Des conclusions concernant son profil psychiatrique ne soulèvent aucune pathologie mentale. Or son handicap et la perte de sa mère très jeune ont causé des troubles de la personnalité. Des détails appelés à atténuer les circonstances, mais son sort est scellé.
Impossible de se défaire d'un tel acte. Un Bertrand Cantat, même vingt ans après, ne sera jamais un musicien libéré, à jamais considéré comme le meurtrier de Marie Trintignant. Pour Oscar Pistorius, le même refrain, le même requiem social, la même épée de Damoclès au-dessus de la tête. En déviant de l'axe vertueux, le Sud-Africain est devenu un désaxé.
Dans un entretien accordé au Daily Mail, Barry et June Steenkamp ont déclaré qu'ils avaient d'abord pardonné à l'athlète d'avoir tué leur fille. Pistorius a accepté de rencontrer les parents de Reeva, en juin 2022, mais il a refusé d'admettre le meurtre. Depuis, les parents se disent farouchement opposés à sa libération anticipée. «S'il m'avait dit la vérité, il aurait été un homme libre maintenant et j'aurais laissé la loi suivre son cours sur sa libération conditionnelle», lâche le père de Reeva.

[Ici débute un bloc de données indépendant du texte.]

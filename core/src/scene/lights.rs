//! Light meshes, reveal groups and the shared color buffer
//!
//! The main thread reveals lights from a track value and writes their colors
//! into a [`LightColorBuffer`]. The broadcaster thread drains the entries that
//! changed. Both sides hold the buffer's lock only briefly.

use afterglow_shared::LightRecord;
use glam::Vec3;
use hashbrown::HashMap;

use super::reveal;
use super::uniforms::{UniformProvider, UniformValue};

/// A light fixture drawn as a mesh and mirrored to stage hardware.
#[derive(Debug, Clone, Copy, PartialEq)]
pub struct LightMesh {
    pub effect: u8,
    pub light: u8,
    pub color: Vec3,
    /// Reveal amount in `[0, 1]`
    pub alpha: f32,
}

impl LightMesh {
    pub fn new(effect: u8, light: u8, color: Vec3) -> Self {
        Self {
            effect,
            light,
            color,
            alpha: 0.0,
        }
    }

    /// Color scaled by the reveal amount
    pub fn lit_color(&self) -> Vec3 {
        self.color * self.alpha
    }
}

impl UniformProvider for LightMesh {
    fn provide_uniform(&self, name: &str) -> Option<UniformValue> {
        match name {
            "light_color" => Some(UniformValue::Vec3(self.lit_color())),
            "light_alpha" => Some(UniformValue::Float(self.alpha)),
            _ => None,
        }
    }
}

/// Pages of lights revealed by one driving value.
#[derive(Debug, Clone, Default)]
pub struct LightGroup {
    pages: Vec<Vec<LightMesh>>,
    intensity: f32,
}

impl LightGroup {
    pub fn new(pages: Vec<Vec<LightMesh>>) -> Self {
        Self {
            pages,
            intensity: 0.0,
        }
    }

    pub fn pages(&self) -> &[Vec<LightMesh>] {
        &self.pages
    }

    pub fn lights(&self) -> impl Iterator<Item = &LightMesh> {
        self.pages.iter().flatten()
    }

    /// Set every light's alpha from `value`.
    ///
    /// Page windows split `value` evenly across pages; inside a page the
    /// items split that page's own progress.
    pub fn reveal(&mut self, value: f32) {
        let page_count = self.pages.len();
        if page_count == 0 {
            return;
        }
        let per_page = 1.0 / page_count as f32;
        let mut intensity = 0.0f32;

        for (page_index, page) in self.pages.iter_mut().enumerate() {
            let page_alpha = reveal::divide_to_pages(per_page, page_index, value);
            if page.is_empty() {
                continue;
            }
            let per_item = 1.0 / page.len() as f32;
            for (item_index, light) in page.iter_mut().enumerate() {
                light.alpha = reveal::divide_to_items(per_item, item_index, page_alpha);
                intensity = intensity.max(light.alpha);
            }
        }
        self.intensity = intensity;
    }

    /// Write every light's current color into `buffer`.
    pub fn publish(&self, buffer: &mut LightColorBuffer) {
        for light in self.lights() {
            buffer.set(light.effect, light.light, light.lit_color().to_array());
        }
    }
}

impl UniformProvider for LightGroup {
    fn provide_uniform(&self, name: &str) -> Option<UniformValue> {
        match name {
            "light_intensity" => Some(UniformValue::Float(self.intensity)),
            "light_count" => Some(UniformValue::Int(self.lights().count() as i32)),
            _ => None,
        }
    }
}

#[derive(Debug, Clone, Copy)]
struct Entry {
    effect: u8,
    light: u8,
    color: [f32; 3],
    dirty: bool,
}

/// Latest color per `(effect, light)` with change tracking.
///
/// Writers mark entries dirty when the color changes; [`Self::drain_dirty`]
/// returns those entries as packet records and clears the marks.
#[derive(Debug, Default)]
pub struct LightColorBuffer {
    entries: Vec<Entry>,
    index: HashMap<(u8, u8), usize>,
}

impl LightColorBuffer {
    pub fn new() -> Self {
        Self::default()
    }

    pub fn len(&self) -> usize {
        self.entries.len()
    }

    pub fn is_empty(&self) -> bool {
        self.entries.is_empty()
    }

    pub fn set(&mut self, effect: u8, light: u8, color: [f32; 3]) {
        match self.index.get(&(effect, light)) {
            Some(&i) => {
                let entry = &mut self.entries[i];
                if entry.color != color {
                    entry.color = color;
                    entry.dirty = true;
                }
            }
            None => {
                self.index.insert((effect, light), self.entries.len());
                self.entries.push(Entry {
                    effect,
                    light,
                    color,
                    dirty: true,
                });
            }
        }
    }

    pub fn color(&self, effect: u8, light: u8) -> Option<[f32; 3]> {
        self.index.get(&(effect, light)).map(|&i| self.entries[i].color)
    }

    pub fn dirty_count(&self) -> usize {
        self.entries.iter().filter(|e| e.dirty).count()
    }

    /// Records for every changed light, in first-write order.
    pub fn drain_dirty(&mut self) -> Vec<LightRecord> {
        self.entries
            .iter_mut()
            .filter(|e| e.dirty)
            .map(|e| {
                e.dirty = false;
                LightRecord::from_color(e.effect, e.light, e.color)
            })
            .collect()
    }
}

Impossible d'avouer pour le roi déchu. Mais la questions demeure: a-t-il vraiment cru au cambrioleur? Le héros de Pretoria souffre, selon le rapport d'une psychiatre, du trouble anxieux généralisé, cet état d'inquiétude permanent et excessif. La raison de sa ruine? Le sportif n'est plus, l'homme non plus. Les bracelets de l'infamie à la place des lames en carbone, sa libération, vendredi à Pretoria, ne sera qu'une prochaine étape d'un long purgatoire.
Reeva Steenkamp restera un spectre prégnant, un talon d'Achille pour l'athlète et son ticket pour l'ombre éternelle. Ces deux prothèses high-tech spécifiquement conçues pour la course ne lui permettront plus de courir assez vite pour échapper à son destin, même hors des barreaux.
Cet article a été adapté d'une première version parue sur notre site en avril 2023.